-- GIVEN DATA --

____

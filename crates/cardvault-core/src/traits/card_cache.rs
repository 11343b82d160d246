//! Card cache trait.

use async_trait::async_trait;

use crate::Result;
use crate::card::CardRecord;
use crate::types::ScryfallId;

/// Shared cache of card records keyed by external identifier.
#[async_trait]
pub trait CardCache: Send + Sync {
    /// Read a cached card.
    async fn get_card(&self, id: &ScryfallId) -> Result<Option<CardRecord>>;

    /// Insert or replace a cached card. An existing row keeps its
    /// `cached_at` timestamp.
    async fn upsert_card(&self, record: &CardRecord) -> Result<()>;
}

____

-- TASK ITEM --
What is needed is an exact copy of all the entries.

-- COMPLETED EXERCISE --
filename crates/cardvault-core/src/traits/card_cache.rs
repository 11343b82d160d246
//! Card cache trait.

use async_trait::async_trait;

use crate::Result;
use crate::card::CardRecord;
use crate::types::ScryfallId;

/// Shared cache of card records keyed by external identifier.
#[async_trait]
pub trait CardCache: Send + Sync {
    /// Read a cached card.
    async fn get_card(&self, id: &ScryfallId) -> Result<Option<CardRecord>>;

    /// Insert or replace a cached card. An existing row keeps its
    /// `cached_at` timestamp.
    async fn upsert_card(&self, record: &CardRecord) -> Result<()>;
}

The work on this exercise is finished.